Ela sempre odiara relógios parados, aversão que não passava de uma manifestação curiosa da sua intolerância perante a fugacidade de uma vida que lhe havia sido injusta e do consequente medo de se perder na suspensão do tempo. A necessidade de garantir que nada escapava à sua passagem inexorável, muito menos (note-se a ironia, que a eriçava) o seu próprio marcador, o seu suposto controlador que continuamente a anunciaria a todos, parecia-lhe lógica, assegurando assim que todos lhe eram subordinados, embora estivesse consciente de que talvez lidasse com esta condição mais amargamente.

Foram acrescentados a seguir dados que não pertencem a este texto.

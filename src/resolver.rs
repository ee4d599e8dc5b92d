use alloc::sync::Arc;
use core::cell::Cell;

use crate::{
    descriptor::{Bindings, EMPTY_DESCRIPTORS},
    errors::ResolveErrorKind,
    key::Key,
    scope::Scope,
};

/// Construction context passed to factories.
///
/// Everything resolved through it is resolved against the scope that requested the
/// instance under construction.
pub struct Resolver<'a> {
    scope: &'a Scope,
    owner: &'static str,
    bound: Cell<bool>,
}

impl<'a> Resolver<'a> {
    #[inline]
    #[must_use]
    pub(crate) const fn new(scope: &'a Scope, owner: &'static str) -> Self {
        Self {
            scope,
            owner,
            bound: Cell::new(false),
        }
    }

    /// Resolves a dependency of the instance under construction
    ///
    /// # Errors
    /// Same as [`Scope::resolve`]
    #[inline]
    pub fn resolve<T: Send + Sync + 'static>(&self, key: &Key<T>) -> Result<Arc<T>, ResolveErrorKind> {
        self.scope.resolve_with(key)
    }

    /// Scope that requested the instance
    #[inline]
    #[must_use]
    pub const fn scope(&self) -> &'a Scope {
        self.scope
    }

    /// Key of the instance under construction
    #[inline]
    #[must_use]
    pub const fn owner(&self) -> &'static str {
        self.owner
    }

    /// Lazy fields declared for the instance under construction, bound to the requesting scope
    #[must_use]
    pub fn bindings(&self) -> Bindings {
        self.bound.set(true);
        let descriptors = self.scope.registry().descriptors(self.owner).unwrap_or(&EMPTY_DESCRIPTORS);
        Bindings::bind(self.owner, descriptors, self.scope)
    }

    #[inline]
    pub(crate) fn is_bound(&self) -> bool {
        self.bound.get()
    }
}

#[cfg(test)]
mod tests {
    extern crate std;

    use crate::{Key, Registry, Resolution, Scope};

    use alloc::{
        format,
        string::{String, ToString as _},
    };
    use tracing_test::traced_test;

    struct Port(u16);
    struct Server;

    const PORT: Key<Port> = Key::new("port");
    const SERVER: Key<Server> = Key::new("server");

    #[test]
    #[traced_test]
    fn test_unbound_fields_logged() {
        let root = Scope::new(
            Registry::builder()
                .singleton(&PORT, |_| Ok(Port(8080)))
                .transient(&SERVER, |resolver| {
                    assert_eq!(resolver.owner(), "server");
                    assert_eq!(resolver.resolve(&PORT)?.0, 8080);
                    Ok(Server)
                })
                .declare(&SERVER, "port", Resolution::key(&PORT))
                .build()
                .unwrap(),
        );

        root.resolve(&SERVER).unwrap();

        assert!(logs_contain("factory didn't bind them"));
    }

    #[test]
    #[traced_test]
    fn test_bound_fields_not_logged() {
        let root = Scope::new(
            Registry::builder()
                .singleton(&PORT, |_| Ok(Port(8080)))
                .transient(&SERVER, |resolver| {
                    let bindings = resolver.bindings();
                    assert_eq!(bindings.fields(), ["port"]);
                    Ok(Server)
                })
                .declare(&SERVER, "port", Resolution::key(&PORT))
                .build()
                .unwrap(),
        );

        root.resolve(&SERVER).unwrap();

        assert!(!logs_contain("factory didn't bind them"));
    }
}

Portanto, o que não passava de uma falha mecânica despoletava em si uma fúria bizarra, que a ele até lhe era querida. Não o expressava, claro (há quanto tempo não expressava o que quer que fosse, não contando com os rios intermináveis de papel datilografado sob um sol que insistia em bloquear?). Mas não deixava de ser confortante a recordação de que havia ali um outro coração errante, porventura tão perdido como o seu que agora estacava de olhar vazio perante o relógio da cozinha, imóvel tal como os seus ponteiros, apercebendo-se de que perdera o outro que lhe havia sido tão querido, e que, mesmo que na altura não o soubesse, seria sempre mais seu, sempre antes daquele que carregava no peito.

Os dias que passou, então sim, mergulhado num verdadeiro torpor, a casa emudecida findos os seus tic-tacs (o do relógio e o outro, fiel acompanhante da transcrição dos seus pensamentos) foram-se multiplicando indefinidamente. As horas passadas surgiam-lhe desfocadas, certamente indiferentes tais como as presentes e as futuras, fundindo-se num emaranhado que não lhe interessava desfazer. Mas sentia agora como as cortinas invulgarmente corridas e uns tímidos raios de sol batendo levemente na máquina de escrever adormecida, tinham um efeito disruptor.

Um passo de cada vez, pensou, pousando o olhar no Pluto, agora menos escanzelado, não pela atenção do dono, mas porque também ele se reerguera, aprendendo a alimentar-se sozinho, o que agora o outro reconhecia com prazer. Hoje observo o mundo porque há ervas a crescerem por entra as fendas do passeio, um veleiro destemido a brincar na indeterminação do horizonte e um lagarto por baixo da janela a que está a crescer uma nova cauda.

Deslumbrado, nem estranhou dirigir-se à estação para andar de comboio pela primeira vez, imaginava apenas que, tal como a árvore que agora habita uma casa abandonada qualquer, os seus ramos a rasgarem o teto sem questionarem o xilema que lhes corre nos vasos, sentindo-o apenas, vivendo o milagre em toda a sua simplicidade, a sua alma regenerar-se-ia. E, algures numa casa que ela decorou ao seu gosto (as almofadas combinam com as cortinas que não estão desbotadas), talvez nem todos os relógios tenham corda.